══ Supplied entries ══
//! Provider module for ChatBridge
//!
//! This module contains the upstream provider abstraction and the OpenAI
//! and Anthropic implementations the proxy forwards to.

pub mod anthropic;
pub mod base;
pub mod openai;

pub use anthropic::AnthropicProvider;
pub use base::{
    ChatCompletion, ChatParams, ImageParams, Message, Provider, ProviderCredentials, ProviderKind,
};
pub use openai::OpenAiProvider;

use crate::config::ProvidersConfig;
use crate::error::Result;
use reqwest::Client;
use std::time::Duration;

/// Built-in model list for local Ollama servers
pub const OLLAMA_MODELS: &[&str] = &["llama3.2", "llama3.1", "mistral", "codellama", "phi3"];

/// Placeholder shown for LM Studio, which serves whatever model is loaded
pub const LMSTUDIO_MODELS: &[&str] = &["Custom model"];

/// Build the shared HTTP client used for all upstream calls
///
/// # Errors
///
/// Returns error if the TLS backend cannot be initialised
pub fn build_http_client(config: &ProvidersConfig) -> Result<Client> {
    let client = Client::builder()
        .timeout(Duration::from_secs(config.request_timeout_seconds))
        .user_agent(concat!("chatbridge/", env!("CARGO_PKG_VERSION")))
        .build()?;
    Ok(client)
}

/// Create a provider instance for `kind`
///
/// # Arguments
///
/// * `kind` - Which upstream API to talk to
/// * `base_url` - Already-allowlisted base URL for the provider
/// * `client` - Shared HTTP client
/// * `credentials` - Server-side credentials
/// * `config` - Provider configuration
///
/// # Errors
///
/// Returns [`crate::error::ChatBridgeError::MissingCredentials`] when no key
/// is configured for `kind`
pub fn create_provider(
    kind: ProviderKind,
    base_url: &str,
    client: &Client,
    credentials: &ProviderCredentials,
    config: &ProvidersConfig,
) -> Result<Box<dyn Provider>> {
    let api_key = credentials.require(kind)?;
    let provider: Box<dyn Provider> = match kind {
        ProviderKind::OpenAi => Box::new(OpenAiProvider::new(client.clone(), base_url, api_key)),
        ProviderKind::Anthropic => Box::new(AnthropicProvider::new(
            client.clone(),
            base_url,
            api_key,
            config.anthropic.api_version.clone(),
        )),
    };
    Ok(provider)
}
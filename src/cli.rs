//! Command-line interface definition for ChatBridge
//!
//! This module defines the CLI structure using clap's derive API,
//! providing commands for running the proxy, managing stored sessions,
//! and chatting through a running proxy.

use clap::{Parser, Subcommand};

/// ChatBridge - multi-session LLM chat with a credential-hiding proxy
///
/// Run the proxy with `serve`, then manage sessions and chat against it
/// from the same binary.
#[derive(Parser, Debug, Clone)]
#[command(name = "chatbridge")]
#[command(version, about, long_about = None)]
pub struct Cli {
    /// Path to configuration file
    #[arg(short, long, default_value = "config/config.yaml")]
    pub config: Option<String>,

    /// Enable verbose logging
    #[arg(short, long)]
    pub verbose: bool,

    /// Emit logs as JSON lines
    #[arg(long)]
    pub json_logs: bool,

    /// Override the chat storage database path
    #[arg(long, env = "CHATBRIDGE_STORAGE_PATH")]
    pub storage_path: Option<String>,

    /// Command to execute
    #[command(subcommand)]
    pub command: Commands,
}

/// Available commands for ChatBridge
#[derive(Subcommand, Debug, Clone)]
pub enum Commands {
    /// Run the provider proxy HTTP server
    Serve {
        /// Address to bind, e.g. 0.0.0.0:8888 (overrides config)
        #[arg(short, long)]
        bind: Option<String>,
    },

    /// Manage stored chat sessions
    Sessions {
        /// Session management subcommand
        #[command(subcommand)]
        command: SessionCommand,
    },

    /// Send and edit messages in a session
    Chat {
        /// Session to act on (defaults to the most recently created)
        #[arg(short, long, global = true)]
        session: Option<String>,

        /// Chat subcommand
        #[command(subcommand)]
        command: ChatCommand,
    },

    /// List models available from a provider through the proxy
    Models {
        /// Provider name (openai, anthropic, ollama, lmstudio)
        #[arg(short, long)]
        provider: Option<String>,

        /// Custom endpoint URL for OpenAI-compatible servers
        #[arg(short, long)]
        endpoint: Option<String>,

        /// Output as JSON
        #[arg(long)]
        json: bool,
    },

    /// Generate an image through the proxy
    Image {
        /// Image description
        prompt: String,

        /// Image size
        #[arg(long)]
        size: Option<String>,

        /// Image quality (dall-e-3 only)
        #[arg(long)]
        quality: Option<String>,

        /// Image model
        #[arg(long)]
        model: Option<String>,

        /// Session to record the result in
        #[arg(short, long)]
        session: Option<String>,
    },
}

/// Session management subcommands
#[derive(Subcommand, Debug, Clone)]
pub enum SessionCommand {
    /// List sessions, most recent first
    List,

    /// Create a new empty session
    New,

    /// Rename a session
    Rename {
        /// Session id
        id: String,

        /// New display name
        name: String,
    },

    /// Delete a session and its history
    Delete {
        /// Session id
        id: String,
    },

    /// Print a session's messages
    Show {
        /// Session id (defaults to the most recently created)
        id: Option<String>,
    },
}

/// Chat subcommands
#[derive(Subcommand, Debug, Clone)]
pub enum ChatCommand {
    /// Send a message and record the reply
    Send {
        /// Message text
        message: String,
    },

    /// Replace a message's content, discarding every later message
    Edit {
        /// Message id
        id: String,

        /// New content
        content: String,
    },

    /// Delete a single message
    DeleteMessage {
        /// Message id
        id: String,
    },

    /// Show or change stored chat preferences
    Config {
        /// Provider (openai, anthropic)
        #[arg(long)]
        provider: Option<String>,

        /// Model identifier
        #[arg(long)]
        model: Option<String>,

        /// Provider base URL
        #[arg(long)]
        base_url: Option<String>,

        /// Sampling temperature
        #[arg(long)]
        temperature: Option<f64>,

        /// Maximum tokens to generate
        #[arg(long)]
        max_tokens: Option<u32>,
    },
}

impl Cli {
    /// Parse command line arguments
    ///
    /// # Returns
    ///
    /// Returns the parsed CLI structure
    pub fn parse_args() -> Self {
        Self::parse()
    }
}

impl Default for Cli {
    fn default() -> Self {
        Self {
            config: Some("config/config.yaml".to_string()),
            verbose: false,
            json_logs: false,
            storage_path: None,
            command: Commands::Sessions {
                command: SessionCommand::List,
            },
        }
    }
}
═══
# Exercise aim
Respond with a number only, please: how many lines in this data include the word "subcommands".

# Answer to this exercise
2